TheBanyanTree: The Magic of Touch

apmartin at canada.com apmartin at canada.com
Mon Aug 22 08:32:06 PDT 2005


               The Magic of Touch


I was admiring the fuchsia-colored flowers that edged
the courtyard of La Fuente, the restaurant in Antigua,
Guatemala where I ate lunch everyday, when someone
tapped me on the shoulder.

“Pat?” Agnes gasped before giving me a hug.  “It’s you.
 It’s really you.  I saw you from the street and
couldn’t believe my eyes.  What are you doing here?”

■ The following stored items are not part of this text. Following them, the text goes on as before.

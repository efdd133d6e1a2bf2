use axum::{
    Router,
    routing::{MethodRouter, get},
};

use crate::{DropboxContext, router_ext::AuthInjector, views};

impl<S> AuthInjector<Router<S>> for DropboxContext
where
    S: Send + Sync + Clone + 'static,
{
    fn inject_into(self, mut router: Router<S>) -> Router<S> {
        tracing::debug!(mount_path = %self.0.mount_path, "adding dropbox routes");

        if let Some(login_path) = self.0.login_path.as_deref() {
            let login: MethodRouter<S> = get(views::login).with_state(self.clone());
            router = router.route(login_path, login);
        }

        let callback: MethodRouter<S> = get(views::callback).with_state(self.clone());
        let logout: MethodRouter<S> = get(views::logout).with_state(self.clone());

        router
            .route(self.callback_path(), callback)
            .route(self.logout_path(), logout)
    }
}
use std::{convert::Infallible, sync::Arc};

use axum::{
    extract::{FromRef, FromRequestParts},
    http::request::Parts,
    response::Response,
};
use cookie_monster::CookieJar;
use http::{HeaderMap, Uri};

use crate::{
    DropboxConfig, DropboxContextBuilder, DropboxError,
    builder::DropboxContextInner,
    cache::DropboxCache,
    cookie::{SessionState, SignedCookie},
    extract::Dropbox,
    provider::{DropboxSession, Endpoints},
    routing::{CALLBACK_ENDPOINT, LOGIN_ENDPOINT, LOGOUT_ENDPOINT, UrlMap},
    utils::host_url,
    views::CallbackError,
};

/// The extension instance. Build it once at startup and hand it to the
/// router with [`RouterExt::with_dropbox`](crate::RouterExt::with_dropbox)
/// and to your own handlers through state.
#[derive(Clone)]
pub struct DropboxContext(pub(crate) Arc<DropboxContextInner>);

impl DropboxContext {
    pub fn builder() -> DropboxContextBuilder {
        DropboxContextBuilder::new()
    }

    pub fn from_config(config: DropboxConfig) -> Result<Self, crate::ConfigError> {
        DropboxContextBuilder::new().config(config).try_build()
    }

    pub fn config(&self) -> &DropboxConfig {
        &self.0.config
    }

    pub fn endpoints(&self) -> &Endpoints {
        &self.0.endpoints
    }

    pub fn urls(&self) -> &UrlMap {
        &self.0.urls
    }

    pub fn session_cookie(&self) -> &SignedCookie {
        &self.0.cookie
    }

    /// A new provider session from the configured key, secret and access type.
    pub fn new_session(&self) -> Result<DropboxSession, DropboxError> {
        let config = &self.0.config;
        DropboxSession::new(
            config.key.clone(),
            config.secret.clone(),
            &config.access_type,
            self.0.endpoints.clone(),
            self.0.http_client.clone(),
        )
    }

    pub fn callback_path(&self) -> &str {
        self.0.urls.safe_url_for(CALLBACK_ENDPOINT)
    }

    pub fn logout_path(&self) -> &str {
        self.0.urls.safe_url_for(LOGOUT_ENDPOINT)
    }

    pub fn login_path(&self) -> Option<&str> {
        self.0.urls.url_for(LOGIN_ENDPOINT).ok()
    }

    /// Where to send the user after logging in.
    pub fn login_redirect(&self) -> &str {
        let target = self.0.config.login_redirect.as_deref().unwrap_or("/");
        self.0.urls.safe_url_for(target)
    }

    /// Where to send the user after logging out.
    pub fn logout_redirect(&self) -> &str {
        let target = self.0.config.logout_redirect.as_deref().unwrap_or("/");
        self.0.urls.safe_url_for(target)
    }

    pub(crate) fn render_callback_error(&self, error: &CallbackError) -> Response {
        self.0
            .renderer
            .render(self.0.config.callback_template(), error)
    }

    /// The per request handle for a request with these headers.
    pub fn load(&self, headers: &HeaderMap, uri: &Uri) -> Dropbox {
        let jar = CookieJar::from_headers(headers);
        let state: SessionState = self.0.cookie.decode(&jar).unwrap_or_default();

        Dropbox::new(
            self.clone(),
            jar,
            state,
            DropboxCache::new(self.0.config.cache_storage),
            host_url(headers, uri, self.0.trust_forwarded_headers),
        )
    }
}

impl<S> FromRequestParts<S> for DropboxContext
where
    DropboxContext: FromRef<S>,
    S: Send + Sync,
{
    type Rejection = Infallible;

    async fn from_request_parts(_parts: &mut Parts, state: &S) -> Result<Self, Self::Rejection> {
        Ok(Self::from_ref(state))
    }
}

Agnes, an attractive Dutch woman in her mid-fifties,
worked at Camino Seguro’s ‘guarderia’ or daycare centre
in Guatemala City the previous year while I worked at
the live-in facility, Casa Hogar, in San Pedro Las
Huertas.  We started volunteering at the same time and
met during orientation.  

Later, we were reacquainted when the Project’s staff
and volunteers climbed Pacaya, an active volcano, as
part of a team-building exercise. Neither of us had
ever attempted anything so taxing and both of us were
terrified.  We encouraged each other up the steep-sided
cone to the rumbling crater at the top and
congratulated each other on our mutual success.  The
last I heard she had returned to Holland because her
father had died.  

“I’m back working at Casa Hogar; I couldn’t forget
about the kids,” I said.  “What are you doing here? 
Are you working at the Project in the city?”

“No, I’m working at Hermano Pedro Hospital with the
babies and the old people,” she said.  “I really like
it.”

Agnes sat down just as the waitress arrived.  I ordered
‘el menu del dia’ (the menu of the day) as was my
practice; for 15 quetzales or $2.50 I received a full
course meal, beverage and dessert.  At that price, why
cook? 

Agnes ordered lemonade.  “I can’t stay long.  I have a
Spanish class,” she said.

We were both excited to see each other and were
enjoying each others company but it wasn’t long before
Agnes glanced at her watch and said, “I have to go. 
I’m late.  Why don’t you stop in at the hospital some
time?”

“I’ll do that.  I don’t have much time left in
Guatemala but I would like to get together with you
again,” I said.  “And I want to see what it is like at
the hospital.  Maybe I will volunteer there sometime in
the future.”

The hospital was only half a block from my apartment,
yet I found myself stalling. Several days passed before
I mustered enough courage to walk through its doors and
find my way upstairs to the children’s ward.  Agnes had
told me that all the children were being treated for
malnutrition and some had birth defects.  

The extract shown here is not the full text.